The stone terrace was lit, and the soft light on the balustrade from the outside lamps allowed her to see she was alone for the moment. She welcomed the times she was alone. As an only child, she had frequently been her only company.

There were gardens out here she remembered from her prior visit, and with confidence she took the stairs that led down to them. On the lawn she inhaled deeply the smell of clean earth, grass and flowers. Gardens. It seemed she was always escaping into them. The thought amused her, and she smiled.

A few quick turns and she found her destination, or rather, more accurately, she smelled it. The fragrance of roses was just what she needed to shake off the memory of that crowded ballroom. She was just bending down to smell a pink blossom when she heard a deep voice behind her.

“The Empress Josephine had a passion for roses, too, you know.”

She started at the familiar voice, stood up from the flower and turned. Lord Ormond loomed before her like a terrible dark angel. Was he taller than she’d remembered? His dark brown hair appeared ebony in the dim light, and tonight it was smoothed back from his chiseled features. The pirate had dressed up for the evening, and he was so ruggedly handsome he made her heart ache.

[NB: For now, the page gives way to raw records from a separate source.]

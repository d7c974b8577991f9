use async_trait::async_trait;
use std::collections::BTreeMap;
use tokio::sync::RwLock;

use crate::application::errors::{EngineError, EngineResult};
use crate::application::locks::KeyedLocks;
use crate::domain::entities::{Voter, VoterSnapshot};
use crate::domain::rules::{DelegationGraph, ResolvedCycle};
use crate::domain::traits::VoterDirectory;

/// Service owning the delegation ledger
///
/// Every mutation holds the sections of the voters it names (taken in id
/// order) and performs the ledger change plus cycle resolution inside one
/// write lock on the arena, so no caller ever observes a cyclic state.
pub struct DelegationService {
    graph: RwLock<DelegationGraph>,
    locks: KeyedLocks,
}

impl DelegationService {
    pub fn new(locks: KeyedLocks) -> Self {
        Self {
            graph: RwLock::new(DelegationGraph::new()),
            locks,
        }
    }

    pub async fn add_voter(&self, id: &str) -> EngineResult<bool> {
        let id = id.trim();
        if id.is_empty() {
            return Err(EngineError::validation("voter id cannot be empty"));
        }
        let _guard = self.locks.acquire(id).await?;
        let created = self.graph.write().await.add_voter(id);
        if created {
            tracing::info!("Voter {} registered", id);
        }
        Ok(created)
    }

    pub async fn delegate(
        &self,
        from: &str,
        to: &str,
        points: i64,
        subdelegable: bool,
    ) -> EngineResult<Vec<ResolvedCycle>> {
        let _guards = self.locks.acquire_all(&[from, to]).await?;
        let resolved = self.graph.write().await.delegate(from, to, points, subdelegable)?;
        tracing::info!(
            "{} delegated {} points to {} (subdelegable: {}, cycles resolved: {})",
            from,
            points,
            to,
            subdelegable,
            resolved.len()
        );
        Ok(resolved)
    }

    pub async fn subdelegate(&self, from: &str, to: &str, points: i64) -> EngineResult<Vec<ResolvedCycle>> {
        let _guards = self.locks.acquire_all(&[from, to]).await?;
        let resolved = self.graph.write().await.subdelegate(from, to, points)?;
        tracing::info!("{} subdelegated {} points to {}", from, points, to);
        Ok(resolved)
    }

    /// Returns the points recovered by `from`
    pub async fn revoke(&self, from: &str, to: &str) -> EngineResult<i64> {
        let _guards = self.locks.acquire_all(&[from, to]).await?;
        self.graph.write().await.revoke(from, to)
    }

    pub async fn voter_snapshot(&self, id: &str) -> Option<VoterSnapshot> {
        self.graph.read().await.get(id).map(Voter::snapshot)
    }

    pub async fn detect_cycles(&self, start: &str) -> Vec<Vec<String>> {
        self.graph.read().await.detect_cycles(start)
    }

    pub async fn total_delegated_under(&self, id: &str) -> i64 {
        self.graph.read().await.total_delegated_under(id)
    }

    pub async fn delegation_chain(&self, id: &str) -> Vec<(String, i64)> {
        self.graph.read().await.delegation_chain(id)
    }

    pub async fn subdelegable_by_source(&self, id: &str) -> BTreeMap<String, i64> {
        self.graph
            .read()
            .await
            .get(id)
            .map(Voter::subdelegable_by_source)
            .unwrap_or_default()
    }

    pub async fn voter_count(&self) -> usize {
        self.graph.read().await.len()
    }

    pub async fn is_consistent(&self) -> bool {
        self.graph.read().await.is_consistent()
    }

    pub async fn export(&self) -> Vec<Voter> {
        self.graph.read().await.voters().cloned().collect()
    }

    pub async fn restore(&self, voters: Vec<Voter>) {
        let graph = DelegationGraph::from_voters(voters);
        if !graph.is_consistent() {
            tracing::warn!("Loaded delegation ledger is not balanced");
        }
        *self.graph.write().await = graph;
    }
}

#[async_trait]
impl VoterDirectory for DelegationService {
    async fn is_known(&self, voter_id: &str) -> bool {
        self.graph.read().await.contains(voter_id)
    }

    async fn voting_power(&self, voter_id: &str) -> Option<i64> {
        self.graph.read().await.get(voter_id).map(Voter::voting_power)
    }
}

#[cfg(test)]
mod tests {
    use super::*;
    use std::sync::Arc;
    use std::time::Duration;

    fn service() -> DelegationService {
        DelegationService::new(KeyedLocks::new("voter", Duration::from_millis(500), 3))
    }

    #[tokio::test]
    async fn test_add_voter_rejects_blank_id() {
        let svc = service();
        assert!(svc.add_voter("  ").await.is_err());
        assert!(svc.add_voter("alice").await.unwrap());
        assert!(!svc.add_voter("alice").await.unwrap());
        assert_eq!(svc.voting_power("alice").await, Some(1000));
        assert_eq!(svc.voting_power("bob").await, None);
    }

    #[tokio::test]
    async fn test_concurrent_delegations_keep_ledger_balanced() {
        let svc = Arc::new(service());
        for id in ["a", "b", "c", "d"] {
            svc.add_voter(id).await.unwrap();
        }
        let pairs = [("a", "b"), ("b", "c"), ("c", "d"), ("d", "a"), ("a", "c"), ("b", "d")];
        let mut handles = Vec::new();
        for (from, to) in pairs {
            let svc = svc.clone();
            handles.push(tokio::spawn(async move { svc.delegate(from, to, 100, false).await }));
        }
        for handle in handles {
            handle.await.unwrap().unwrap();
        }
        assert!(svc.is_consistent().await);
        for id in ["a", "b", "c", "d"] {
            assert!(svc.detect_cycles(id).await.is_empty());
        }
    }
}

Before she could say a word, he said, “I wanted to see you, but I didn’t want to announce it by asking you to dance.” 



Racing with the Wind:

The intrepid daughter of an earl leaves Regency London for the Parisian court of Louis XVIII, where she finds adventure, mystery, and above all, love.

Hugh, Lord Ormond, had been warned. Prinny had dubbed Lady Mary Campbell “the Swan,” but no ordinary man could clip her wings. She was a bluestocking hoyden, an ill-advised match by every account. Luckily, he sought no bride. His work lay on the continent, where he’d become legend by stealing war secrets from Boney. And yet, his memories of Lady Mary riding her black stallion were a thorn in his mind. He was the son of a duke and in the service of the Prince Regent…and he would not be whole until he had won her hand.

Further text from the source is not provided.